Perubahan Pertama

102 5 0
                                    

Coba bayangkan, jika kamu bertemu dengan seseorang yang kamu kenal di tempat yang sangat asing bagimu. Itu adalah suatu keajaiban. Entah seberapa dekat atau tidak kamu dengan orang yang kamu kenal itu, pasti serasa bagaikan sudah mengenalnya bertahun-tahun. Seperti itu yang aku rasakan saat ini. Bahkan dua kali lipat dari itu. Kemunculan Lea di pesantren membuatku bisa berdamai dengan keadaan di sekitarku, sedikit demi sedikit.

Ada banyak hal yang ia ceritakan. Termasuk ketika mendengar akan ada santri pindahan dari Surabaya. Dan dia sangat tidak menyangka kalau santri itu tak lain adalah sahabat kecilnya saat di kampung dulu.

Aku tersenyum-senyum sendiri menuju kamar. Menyapa beberapa senior dan junior yang berpapasan. Entah kenapa, udara di sini terasa sangat segaaar.

Hari mulai petang. Palu besi sudah dipukulkan. Sebuah pertanda waktu sholat tiba. Tanpa harus diperintah dua kali, para anak manusia behamburan mengambil air wudhu. Setelah itu mereka akan kembali ke kamar dan mengambil peralatan sholat. Lalu bergegas menuju Masjid, sebelum bagian keamanan benar-benar muncul di gapura belakang asrama.

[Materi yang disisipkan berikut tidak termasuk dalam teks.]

use std::path::PathBuf;

use clap::Args;
use miette::{miette, Context, IntoDiagnostic, Result};

use crate::batch::{self, BackupRecord};
use crate::convert::display_name;
use crate::project::Project;

#[derive(Args)]
pub struct RevertArgs {
    /// The project directory
    #[arg(short, long, value_name = "DIR", default_value = ".")]
    directory: PathBuf,

    /// Base names of the data files to restore (default: all of them)
    files: Vec<String>,
}

impl RevertArgs {
    pub fn handle(&self) -> Result<()> {
        let project = Project::open(&self.directory)
            .into_diagnostic()
            .context(format!("opening project {}", self.directory.display()))?;
        let files = project.data_files(&self.files).into_diagnostic()?;

        let records: Vec<BackupRecord> = files
            .iter()
            .map(|original| BackupRecord {
                original: original.clone(),
                backup: project.backup_file(original),
            })
            .collect();
        for record in &records {
            if !record.backup.exists() {
                return Err(miette!(
                    "no backup found for {}",
                    display_name(&record.original)
                ));
            }
        }

        batch::restore_backups(&records)
    }
}
//! Error types that can be emitted from this library

use miette::Diagnostic;
use thiserror::Error;

/// Error type for library
#[derive(Error, Diagnostic, Debug)]
pub enum Error {
    /// Transparent wrapper for [`std::io::Error`]
    #[error(transparent)]
    IOError(#[from] std::io::Error),

    /// Transparent wrapper for [`binrw::Error`]
    #[error(transparent)]
    BinRWError(#[from] binrw::Error),

    /// malformed value stream
    #[error("malformed value stream at byte {offset}: {reason}")]
    Decode {
        /// Offset into the stream where decoding failed
        offset: u64,
        /// What went wrong
        reason: String,
    },

    /// packed record geometry does not match its element count
    #[error("size mismatch loading {class}: expected {expected} elements, found {found}")]
    SizeMismatch {
        /// Class name of the packed record
        class: &'static str,
        /// Element count implied by the record's geometry
        expected: usize,
        /// Element count actually present
        found: usize,
    },

    /// unknown class in a packed object
    #[error("unknown packed class {0:?} at byte {1}")]
    UnknownPackedClass(String, u64),
}

impl Error {
    pub(crate) fn decode(offset: u64, reason: impl Into<String>) -> Self {
        Error::Decode {
            offset,
            reason: reason.into(),
        }
    }
}

/// Generic result type with crate's Error as its error variant
pub type Result<T> = core::result::Result<T, Error>;
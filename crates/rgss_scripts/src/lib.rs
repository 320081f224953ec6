//! This library packs RGSS script bundles out of a directory of source
//! files and unpacks them back into one.
//!
//! # Script Bundle Format Documentation
//!
//! A script bundle is one binary object-graph file whose payload is a
//! sequence of `(ordinal, title, compressed-body)` triples. Bodies are
//! zlib-compressed script source; even an empty body is stored as a short
//! compressed placeholder.
//!
//! Titles carry the bundle's structure:
//!
//! | Title            | Meaning                                             |
//! |------------------|-----------------------------------------------------|
//! | `[[ name ]]`     | open folder `name`                                  |
//! | `=====` prefix   | return to the root directory                        |
//! | empty, empty body| layout spacer                                       |
//! | anything else    | a script, materialized as `NNN_title.rb`            |
//!
//! Unpacking numbers files and folders in arrival order with three-digit
//! prefixes, giving the last file the `999` sentinel instead. Packing reads
//! the prefixes back off and rebuilds the markers from the directory shape,
//! so the prefixes themselves are not stable across a full cycle. Folder
//! nesting deeper than two marker levels is flattened on pack and cannot be
//! faithfully reconstructed.
//!
//! After a bundle has been unpacked, the bundle file itself is usually
//! replaced by the [`loader`] stub, a single entry that loads the unpacked
//! sources at runtime. A bundle with fewer than ten entries is assumed to
//! be such a stub.

pub mod bundle;
pub mod compress;
pub mod error;
pub mod loader;
pub mod title;
pub mod tree;

pub use bundle::{bundle_from_value, bundle_to_value, is_loader, ScriptEntry};
pub use compress::{deflate, inflate};
pub use loader::loader_bundle;
pub use tree::{flatten_tree, reconstruct_tree};
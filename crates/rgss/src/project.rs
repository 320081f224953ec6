//! The project directory contract.
//!
//! A project base directory holds `Data/` with the binary files, and under
//! it `Text/` for textual tree documents, `Scripts/` for the reconstructed
//! script source tree and `Backup/` for flat backup copies.

use std::fs;
use std::io;
use std::path::{Path, PathBuf};

use walkdir::WalkDir;

/// Extension of binary object-graph files.
pub const DATA_EXT: &str = "rxdata";
/// Extension of textual tree documents.
pub const TEXT_EXT: &str = "rvtext";
/// Suffix appended to backup copies.
pub const BACKUP_EXT: &str = "backup";
/// Base name of the script bundle file, compared case-insensitively.
pub const SCRIPTS_BASENAME: &str = "Scripts";

/// Resolved directory layout of one project.
#[derive(Debug, Clone)]
pub struct Project {
    pub base: PathBuf,
    pub data_dir: PathBuf,
    pub text_dir: PathBuf,
    pub script_dir: PathBuf,
    pub backup_dir: PathBuf,
}

impl Project {
    /// Resolve a project rooted at `base`, creating any missing layout
    /// directories.
    pub fn open(base: impl AsRef<Path>) -> io::Result<Project> {
        let base = base.as_ref().to_path_buf();
        let data_dir = base.join("Data");
        let project = Project {
            text_dir: data_dir.join("Text"),
            script_dir: data_dir.join("Scripts"),
            backup_dir: data_dir.join("Backup"),
            data_dir,
            base,
        };

        for dir in [
            &project.data_dir,
            &project.text_dir,
            &project.script_dir,
            &project.backup_dir,
        ] {
            fs::create_dir_all(dir)?;
        }
        Ok(project)
    }

    /// The binary data file for a base name.
    pub fn data_file(&self, stem: &str) -> PathBuf {
        self.data_dir.join(format!("{stem}.{DATA_EXT}"))
    }

    /// The textual document for a base name.
    pub fn text_file(&self, stem: &str) -> PathBuf {
        self.text_dir.join(format!("{stem}.{TEXT_EXT}"))
    }

    /// The backup copy for a file. A file that already is a backup maps to
    /// itself inside the backup directory.
    pub fn backup_file(&self, original: &Path) -> PathBuf {
        let name = file_name(original);
        if name.ends_with(&format!(".{BACKUP_EXT}")) {
            self.backup_dir.join(name)
        } else {
            self.backup_dir.join(format!("{name}.{BACKUP_EXT}"))
        }
    }

    /// The binary data files a batch should cover: the explicitly requested
    /// base names, or every data file present, in lexical order.
    pub fn data_files(&self, requested: &[String]) -> io::Result<Vec<PathBuf>> {
        if requested.is_empty() {
            return list_by_extension(&self.data_dir, DATA_EXT);
        }
        Ok(requested
            .iter()
            .map(|name| self.data_file(&stem_of(name)))
            .collect())
    }

    /// The base names a combine run should cover: the explicitly requested
    /// ones, or every textual document present plus the scripts bundle when
    /// its source tree is non-empty.
    pub fn combine_stems(&self, requested: &[String]) -> io::Result<Vec<String>> {
        if !requested.is_empty() {
            return Ok(requested.iter().map(|name| stem_of(name)).collect());
        }

        let mut stems: Vec<String> = list_by_extension(&self.text_dir, TEXT_EXT)?
            .iter()
            .map(|path| stem_of(&file_name(path)))
            .collect();
        if self.script_dir.read_dir()?.next().is_some() {
            stems.push(SCRIPTS_BASENAME.to_owned());
        }
        stems.sort();
        Ok(stems)
    }
}

/// Whether a base name refers to the script bundle.
pub fn is_scripts(stem: &str) -> bool {
    stem.eq_ignore_ascii_case(SCRIPTS_BASENAME)
}

/// The base name of a path, extension removed.
pub fn stem_of(name: &str) -> String {
    let name = file_name(Path::new(name));
    match name.rsplit_once('.') {
        Some((stem, _)) if !stem.is_empty() => stem.to_owned(),
        _ => name,
    }
}

fn file_name(path: &Path) -> String {
    path.file_name()
        .map(|name| name.to_string_lossy().into_owned())
        .unwrap_or_default()
}

fn list_by_extension(dir: &Path, extension: &str) -> io::Result<Vec<PathBuf>> {
    let mut files = Vec::new();
    for entry in WalkDir::new(dir).min_depth(1).max_depth(1).sort_by_file_name() {
        let entry = entry.map_err(io::Error::other)?;
        if entry.file_type().is_file()
            && entry.path().extension().is_some_and(|ext| ext == extension)
        {
            files.push(entry.into_path());
        }
    }
    Ok(files)
}
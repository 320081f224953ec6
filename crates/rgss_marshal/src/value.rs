//! The in-memory representation of a decoded object graph.

use std::hash::{Hash, Hasher};

use indexmap::IndexMap;

use crate::packed::Packed;

/// One node of an object graph.
///
/// `Hash` entries are kept as an ordered pair list rather than a map so that
/// the wire order survives a round trip. Use [`Value::hash_from_pairs`] when
/// building a hash from possibly-duplicated keys.
#[derive(Debug, Clone)]
pub enum Value {
    /// The absent value
    Nil,
    /// A boolean
    Bool(bool),
    /// A signed integer
    Integer(i64),
    /// A double-precision float
    Float(f64),
    /// An uninterpreted byte string
    Bytes(Vec<u8>),
    /// A UTF-8 string
    String(String),
    /// An interned name
    Symbol(String),
    /// An ordered sequence
    Array(Vec<Value>),
    /// An ordered key/value mapping
    Hash(Vec<(Value, Value)>),
    /// A class-tagged object
    Object {
        /// The class name the object was tagged with
        class: String,
        /// The object's payload, shaped by its class
        payload: Payload,
    },
}

/// Payload of a class-tagged object.
#[derive(Debug, Clone, PartialEq)]
pub enum Payload {
    /// A fixed-layout packed record from the closed catalog
    Packed(Packed),
    /// An ordered attribute map, valid for any class name
    Attributes(Vec<(String, Value)>),
}

impl Value {
    /// Build a hash from wire pairs, deduplicating keys.
    ///
    /// The first occurrence of a key keeps its position, the last occurrence
    /// keeps its value.
    pub fn hash_from_pairs(pairs: Vec<(Value, Value)>) -> Value {
        let mut map: IndexMap<Value, Value> = IndexMap::with_capacity(pairs.len());
        for (key, value) in pairs {
            map.insert(key, value);
        }
        Value::Hash(map.into_iter().collect())
    }

    /// Shorthand for an attribute-map object.
    pub fn object(class: impl Into<String>, attributes: Vec<(String, Value)>) -> Value {
        Value::Object {
            class: class.into(),
            payload: Payload::Attributes(attributes),
        }
    }

    /// Shorthand for a packed object, using the catalog class name.
    pub fn packed(packed: Packed) -> Value {
        Value::Object {
            class: packed.class_name().to_owned(),
            payload: Payload::Packed(packed),
        }
    }

    /// The value of an attribute, if this is an attribute-map object.
    pub fn attribute(&self, name: &str) -> Option<&Value> {
        match self {
            Value::Object {
                payload: Payload::Attributes(attributes),
                ..
            } => attributes
                .iter()
                .find(|(attr, _)| attr == name)
                .map(|(_, value)| value),
            _ => None,
        }
    }

    /// Whether this value is nil.
    pub fn is_nil(&self) -> bool {
        matches!(self, Value::Nil)
    }

    /// The contained integer, if any.
    pub fn as_integer(&self) -> Option<i64> {
        match self {
            Value::Integer(i) => Some(*i),
            _ => None,
        }
    }

    /// The contained string, if any.
    pub fn as_str(&self) -> Option<&str> {
        match self {
            Value::String(s) => Some(s),
            _ => None,
        }
    }

    /// The contained byte string, if any.
    pub fn as_bytes(&self) -> Option<&[u8]> {
        match self {
            Value::Bytes(b) => Some(b),
            _ => None,
        }
    }

    /// The contained array elements, if any.
    pub fn as_array(&self) -> Option<&[Value]> {
        match self {
            Value::Array(elements) => Some(elements),
            _ => None,
        }
    }
}

// Floats compare and hash by bit pattern so that `Value` can be used as an
// `IndexMap` key. Wire data never depends on `NaN == NaN` semantics.
impl PartialEq for Value {
    fn eq(&self, other: &Self) -> bool {
        match (self, other) {
            (Value::Nil, Value::Nil) => true,
            (Value::Bool(a), Value::Bool(b)) => a == b,
            (Value::Integer(a), Value::Integer(b)) => a == b,
            (Value::Float(a), Value::Float(b)) => a.to_bits() == b.to_bits(),
            (Value::Bytes(a), Value::Bytes(b)) => a == b,
            (Value::String(a), Value::String(b)) => a == b,
            (Value::Symbol(a), Value::Symbol(b)) => a == b,
            (Value::Array(a), Value::Array(b)) => a == b,
            (Value::Hash(a), Value::Hash(b)) => a == b,
            (
                Value::Object {
                    class: ca,
                    payload: pa,
                },
                Value::Object {
                    class: cb,
                    payload: pb,
                },
            ) => ca == cb && pa == pb,
            _ => false,
        }
    }
}

impl Eq for Value {}

impl Hash for Value {
    fn hash<H: Hasher>(&self, state: &mut H) {
        core::mem::discriminant(self).hash(state);
        match self {
            Value::Nil => {}
            Value::Bool(b) => b.hash(state),
            Value::Integer(i) => i.hash(state),
            Value::Float(f) => f.to_bits().hash(state),
            Value::Bytes(b) => b.hash(state),
            Value::String(s) => s.hash(state),
            Value::Symbol(s) => s.hash(state),
            Value::Array(elements) => elements.hash(state),
            Value::Hash(pairs) => pairs.hash(state),
            Value::Object { class, payload } => {
                class.hash(state);
                // Attribute names are enough to distinguish objects here.
                match payload {
                    Payload::Packed(packed) => packed.class_name().hash(state),
                    Payload::Attributes(attributes) => {
                        for (name, _) in attributes {
                            name.hash(state);
                        }
                    }
                }
            }
        }
    }
}

#[cfg(test)]
mod test {
    use pretty_assertions::assert_eq;

    use super::Value;

    #[test]
    fn hash_from_pairs_deduplicates_keys() {
        let hash = Value::hash_from_pairs(vec![
            (Value::Integer(1), Value::String("a".into())),
            (Value::Integer(2), Value::String("b".into())),
            (Value::Integer(1), Value::String("c".into())),
        ]);

        assert_eq!(
            hash,
            Value::Hash(vec![
                (Value::Integer(1), Value::String("c".into())),
                (Value::Integer(2), Value::String("b".into())),
            ])
        );
    }

    #[test]
    fn attribute_lookup() {
        let object = Value::object(
            "RPG::Actor",
            vec![
                ("id".into(), Value::Integer(1)),
                ("name".into(), Value::String("Ralph".into())),
            ],
        );

        assert_eq!(object.attribute("id"), Some(&Value::Integer(1)));
        assert_eq!(object.attribute("nickname"), None);
    }
}
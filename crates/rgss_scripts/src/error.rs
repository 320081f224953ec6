//! Error types that can be emitted from this library

use std::path::PathBuf;

use miette::Diagnostic;
use thiserror::Error;

/// Error type for library
#[derive(Error, Diagnostic, Debug)]
pub enum Error {
    /// Generic IOError wrapper
    #[error(transparent)]
    IOError(#[from] std::io::Error),

    /// Transparent wrapper for the object-graph codec's errors
    #[error(transparent)]
    Marshal(#[from] rgss_marshal::error::Error),

    /// a bundle payload that is not a sequence of (ordinal, title, body)
    /// triples
    #[error("malformed script bundle: {reason}")]
    MalformedBundle {
        /// What was wrong with the payload
        reason: String,
    },

    /// an inflated script body that is not valid UTF-8
    #[error("script body is not valid UTF-8")]
    BodyNotUtf8(#[from] std::string::FromUtf8Error),

    /// a script source tree root that does not exist
    #[error("missing script source directory {0}")]
    MissingFile(PathBuf),
}

impl Error {
    pub(crate) fn malformed(reason: impl Into<String>) -> Self {
        Error::MalformedBundle {
            reason: reason.into(),
        }
    }
}

/// Generic result type with crate's Error as its error variant
pub type Result<T> = core::result::Result<T, Error>;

Azalea bilang, dibandingkan dengan bagian-bagian pengurus yang lain yang ada di pesantren ini, bagian keamanan adalah yang paling menyeramkan. Bagian ini sengaja dibentuk oleh pengasuh untuk mengamankan keadaan asrama khususnya di kawasan putri -Karena di asrama putra akan dibentuk sendiri bagian keamanan yang juga terdiri atas santri-santri putra. Pengasuh biasanya mengambil santri dari kelas dua aliyah sebagai anggota dari seluruh bagian di dalam jajaran Pengurus pondok pesantren ini. Sebagian besar personilnya biasanya bertubuh tinggi besar dan sangat pelit senyum. Wajahnya garang. Jangankan untuk tersenyum, berkedippun mungkin jarang, karena mereka sering melotot dan menatap galak siapa saja yang berani melanggar peraturan bagian keamanan. Tidak terkecuali mereka terlambat sholat berjama'ah di masjid.

"Satuu....."

Salah satu anggota bagian kemanan yang paling galak mulai menghitung maju. Mengundang para santri putrid beradu kecepatan melewati gapura. Takut terlambat. Tepatnya, menghindari hukuman. Sebagai hadiah dari keterlambatan, sebuah sajadah yang telah dipelintir ketat telah disiapkan. Jika dipukulkan mengenai bagian belakang lutut rasanya lumayan juga. Belum lagi jika harus menerima lima sampai enam pukulan. Semakin telat datang, semakin banyak juga pukulan yang harus diterima.

Bicara soal pukul memukul, ini bukanlah sebuah kekerasan yang melebihi batas. Namun ini merupakan sebuah kosekuensi yang harus diterima dari ketidakdisiplinan. Tanpa plintiran sajadah, masih banyak hukuman lain yang disiapkan bagian keamanan untuk membuat santri jerah dengan ketidakdisiplinan mereka.

"Duaa..."

Si sawo matang berwajah galak berteriak lagi. Ini masih hitungan kedua. Dan akan terus berlanjut sampai hitungan terakhir. Tia bilang, Biasanya hitungan akan berhenti pada angka lima.

"Tigaaaaaaaa..."

Hitungan ketiga. Masih banyak santri yang berlarian melewati gapura, menuju pintu aman. Masih ada kesempatan bagi mereka sebelum bagian keamanan benar-benar mengeluarkan bogem dahsyatnya.

"Empaaaaaaat"

Suara itu terdengar lagi. Hitungan ke empat. Sementara Tia masih berdiri di depan pintu kamar. Menungguiku.

"Flo, Ayo cepaat" Tia melambai. Wajahnya mulai panik.

Aku mempercepat langkah.

"Agis mana?" tanyaku.

"Udah berangkat dulun. Biar kita dapat baris paling depan nanti."

Aku mengangguk. Rajin benar si Agis. Tiba-tiba aku merasa beruntung dipertemukan dengan dua insan ini.